Antwoord schriftelijke vragen : Antwoord op vragen van de leden Omtzigt en Snels over de totstandkoming van de bizar lage raming van de kosten voor verlaagde bijtelling in het ontwerp-Klimaatakkoord
Vragen van de leden Omtzigt (CDA) en Snels (GroenLinks) aan de Staatssecretaris van Financiën over de totstandkoming van de bizar lage raming van de kosten voor verlaagde bijtelling in het ontwerp-Klimaatakkoord (ingezonden 11 april 2019).

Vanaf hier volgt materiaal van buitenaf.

//! Shared protocol definitions for relay ↔ endpoint signaling.
//! Kept in a dedicated crate so the relay, native endpoints and test
//! fixtures agree on one wire model without pulling in runtime code.
//!
//! Every frame is a single JSON object:
//!
//! ```json
//! { "type": "Offer", "streamId": "A", "target": "B", "data": "v=0..." }
//! ```

mod candidate;
mod message;

pub use candidate::IceCandidate;
pub use message::{DecodeError, MessageType, SignalingMessage};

Antwoord van Staatssecretaris Snel (Financiën), mede namens de Staatssecretaris van
Infrastructuur en Waterstaat (ontvangen 18 april 2019).
Vraag 1, 2
Heeft het Ministerie van Financiën (bijvoorbeeld AFEP of AFP) de ramingen op pagina
68 van het ontwerp-Klimaatakkoord1 gecontroleerd of nagerekend?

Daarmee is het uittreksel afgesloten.